Automatum Data: T-Crossing Drone Dataset

Website Documentation PyPI License

Introduction

The Automatum Data T-Crossing Dataset contains high-precision movement data of traffic participants (cars, trucks, vans) extracted from drone recordings at T-shaped intersections in Bavaria, Germany. The data is captured from a bird's eye view and provides complete trajectories with velocities, accelerations, lane assignments, and object relationships.

This dataset directly competes with established benchmarks such as highD and NGSIM — offering superior data quality (JSON instead of CSV), standardized road geometry (OpenDRIVE XODR), and precise UTM world coordinate mapping.

Illustration of Drone Data Extraction

Dataset at a Glance

Metric Value
Scenario Type T-Crossing / Intersection
Recordings 2
Total Duration ~30 minutes (0.49 hours)
Total Distance 108.8 km
Total Vehicles Tracked 683
Vehicle Types 623 Cars, 47 Trucks, 13 Vans
Max Trajectory Length 160.3 m
Coordinate System UTM Zone 32U
FPS 29.97
License CC BY-ND 4.0

T-Crossing Scenario

Repository Structure

automatum-data-crossing/
├── README.md                          # This file
├── doc/                               # Documentation images, logo, technical diagrams
├── example_scripts/                   # Ready-to-use Python analysis scripts
├── Sample_Data/                       # One recording unpacked for quick preview
│   └── T-Crossing--GaimersheimStadtweg_e2e6-.../
│       ├── dynamicWorld.json
│       ├── staticWorld.xodr
│       ├── recording.html
│       └── img/
└── automatum_data_crossing.zip        # All recordings as archive

Quick Preview: Browse Sample_Data/ to explore the data structure before downloading the full archive. The sample recording can be loaded directly with the openautomatumdronedata Python library.

Recording Overview

1. T-Crossing Gaimersheim Stadtweg

Map Trajectories
KPI Value
Trajectories 299
Duration 650.7 s (~10.8 min)
Traffic Flow 1,654.3 veh/h
Traffic Density 40.2 veh/km
Avg. Speed 41.2 km/h
Max. Speed 109.4 km/h
Max. Acceleration 4.7 m/s²
Location 48.7882°N, 11.3855°E

2. T-Crossing St2214 Dünzlau Umgehung

Map Trajectories
KPI Value
Trajectories 384
Duration 1,125.6 s (~18.8 min)
Traffic Flow 1,228.1 veh/h
Traffic Density 22.1 veh/km
Avg.

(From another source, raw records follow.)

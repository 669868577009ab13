use std::fs;
use std::path::{Path, PathBuf};

use chrono::{DateTime, Local};

use crate::config::constants::{
    ENABLED_REPORT_PREFIX, REPORT_TIMESTAMP_FORMAT, SKIPPED_REPORT_PREFIX,
};
use crate::errors::{ImporterError, ImporterResult};
use crate::structs::report::{
    EnabledPatternEntry, EnabledPatternsReport, ReportSummary, SkippedRuleEntry,
    SkippedRulesReport,
};
use crate::structs::rule::SonarRule;
use crate::structs::sync_outcome::SyncOutcome;

pub struct ReportMeta {
    pub coding_standard: String,
    pub organization: String,
}

#[derive(Debug)]
pub struct ReportPaths {
    pub skipped: PathBuf,
    pub enabled: PathBuf,
}

/// Serializes a run's outcome to a timestamped pair of JSON files. Not
/// idempotent: each invocation produces a new pair, which is the accepted
/// behavior — runs are audit records, not state.
pub struct ReportWriter {
    output_dir: PathBuf,
}

impl ReportWriter {
    pub fn new(output_dir: impl Into<PathBuf>) -> Self {
        Self {
            output_dir: output_dir.into(),
        }
    }

    /// Writes `skipped_rules_<ts>.json` (rules with no remote pattern plus
    /// patterns whose enable call failed) and `enabled_patterns_<ts>.json`
    /// (patterns confirmed enabled).
    pub fn write(
        &self,
        outcome: &SyncOutcome,
        skipped: &[SonarRule],
        meta: &ReportMeta,
        timestamp: DateTime<Local>,
    ) -> ImporterResult<ReportPaths> {
        let suffix = timestamp.format(REPORT_TIMESTAMP_FORMAT).to_string();
        let iso = timestamp.to_rfc3339();

        let mut skipped_entries: Vec<SkippedRuleEntry> = skipped
            .iter()
            .map(|rule| SkippedRuleEntry {
                rule_key: rule.key.clone(),
                pattern_id: rule.pattern_id(),
                repository_key: rule.repository_key.clone(),
                priority: rule.severity,
                reason: "Pattern not available in Codacy".to_string(),
            })
            .collect();
        for (matched, reason) in &outcome.enabled_failed {
            skipped_entries.push(SkippedRuleEntry {
                rule_key: matched.rule.key.clone(),
                pattern_id: matched.pattern.id.clone(),
                repository_key: matched.rule.repository_key.clone(),
                priority: matched.rule.severity,
                reason: format!("Enable call failed: {reason}"),
            });
        }

        let enabled_entries: Vec<EnabledPatternEntry> = outcome
            .enabled_ok
            .iter()
            .map(|matched| EnabledPatternEntry {
                pattern_id: matched.pattern.id.clone(),
                rule_key: matched.rule.key.clone(),
                repository_key: matched.rule.repository_key.clone(),
                priority: matched.rule.severity,
                parameters: matched.rule.parameters.clone(),
            })
            .collect();

        let skipped_report = SkippedRulesReport {
            summary: ReportSummary {
                total: skipped_entries.len(),
                coding_standard: meta.coding_standard.clone(),
                organization: meta.organization.clone(),
                timestamp: iso.clone(),
            },
            skipped_rules: skipped_entries,
        };
        let enabled_report = EnabledPatternsReport {
            summary: ReportSummary {
                total: enabled_entries.len(),
                coding_standard: meta.coding_standard.clone(),
                organization: meta.organization.clone(),
                timestamp: iso,
            },
            enabled_patterns: enabled_entries,
        };

        let skipped_path = self
            .output_dir
            .join(format!("{SKIPPED_REPORT_PREFIX}_{suffix}.json"));
        let enabled_path = self
            .output_dir
            .join(format!("{ENABLED_REPORT_PREFIX}_{suffix}.json"));

        write_json(&skipped_path, &skipped_report)?;
        write_json(&enabled_path, &enabled_report)?;

        log::info!(
            "generated output files: {} ({} rules), {} ({} patterns)",
            skipped_path.display(),
            skipped_report.skipped_rules.len(),
            enabled_path.display(),
            enabled_report.enabled_patterns.len()
        );

        Ok(ReportPaths {
            skipped: skipped_path,
            enabled: enabled_path,
        })
    }
}

fn write_json<T: serde::Serialize>(path: &Path, value: &T) -> ImporterResult<()> {
    let json = serde_json::to_string_pretty(value)?;
    fs::write(path, json)
        .map_err(|e| ImporterError::io(format!("writing report {}", path.display()), e))
}
use serde::Serialize;

use crate::structs::api::pattern_config::PatternConfig;

/// Body of `PATCH .../coding-standards/{id}/tools/{uuid}`.
#[derive(Debug, Serialize)]
pub struct ToolPatchRequest {
    pub enabled: bool,
    pub patterns: Vec<PatternConfig>,
}

impl ToolPatchRequest {
    /// Payload that switches a tool off and clears its pattern selection.
    pub fn disable_tool() -> Self {
        Self {
            enabled: false,
            patterns: Vec::new(),
        }
    }
}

Speed 55.6 km/h
Max. Speed 110.4 km/h
Max. Acceleration 5.8 m/s²
Location 48.7762°N, 11.3196°E

Data Structure

Each recording folder contains:

recording_folder/
├── dynamicWorld.json      # Trajectories, velocities, accelerations, bounding boxes
├── staticWorld.xodr       # Road geometry in OpenDRIVE format
├── recording_name.html    # Interactive metadata overview (Bokeh)
└── img/
    ├── kpis.json          # Key performance indicators
    ├── *_map.jpg          # Aerial map view
    ├── *_trajectories.jpg # Trajectory visualization
    └── *_centerImg_thumb.jpg  # Center frame thumbnail

dynamicWorld.json

The core data file contains for each tracked vehicle:

  • Position vectors: x_vec, y_vec — UTM coordinates over time
  • Velocity vectors: vx_vec, vy_vec — in m/s
  • Acceleration vectors: ax_vec, ay_vec — in m/s²
  • Jerk vectors: jerk_x_vec, jerk_y_vec
  • Heading: psi_vec — orientation angle
  • Lane assignment: lane_id_vec, road_id_vec — linked to XODR
  • Object dimensions: length, width
  • Object relationships: object_relation_dict_list — front/behind/left/right neighbors
  • Safety metrics: ttc_dict_vec (Time-to-Collision), tth_dict_vec (Time-to-Headway)
  • Lane distances: distance_left_lane_marking, distance_right_lane_marking

Vehicle Dynamics

staticWorld.xodr

OpenDRIVE 1.6 format file defining:

  • Road network topology and geometry
  • Lane definitions with widths and types
  • Junction configurations
  • Speed limits and road markings

Static World

Key Metrics Explained

Time-to-Collision Lane Distance Point-to-Lane Assignment

Quick Start

Installation

pip install openautomatumdronedata

Load and Explore

from openautomatumdronedata.dataset import droneDataset
import os

# Point to one recording folder
path = os.path.abspath("T-Crossing--GaimersheimStadtweg_e2e6-e2e6f4bb-4668-4654-ac7e-bcd90c9df4c2")
dataset = droneDataset(path)

# Access dynamic world
dynWorld = dataset.dynWorld

print(f"UUID: {dynWorld.UUID}")
print(f"Duration: {dynWorld.maxTime:.1f} seconds")
print(f"Frames: {dynWorld.frame_count}")
print(f"Vehicles: {len(dynWorld)}")

# Get all vehicles visible at t=1.0s
objects = dynWorld.get_list_of_dynamic_objects_for_specific_time(1.0)
for obj in objects[:5]:
    print(f"  {obj.UUID} ({obj.type}) — x={obj.x_vec[0]:.1f}, y={obj.y_vec[0]:.1f}")

Using with Hugging Face

from huggingface_hub import snapshot_download, hf_hub_download
import zipfile, os

# Option 1: Download only the sample for a quick look
local_path = snapshot_download(
    repo_id="AutomatumData/automatum-data-crossing",
    repo_type="dataset",
    allow_patterns=["Sample_Data/**"]
)

# Option 2: Download the full archive
archive = hf_hub_download(
    repo_id="AutomatumData/automatum-data-crossing",
    filename="automatum_data_crossing.zip",
    repo_type="dataset"
)
# Extract
with zipfile.ZipFile(archive, 'r') as z:
    z.extractall("automatum_data_crossing")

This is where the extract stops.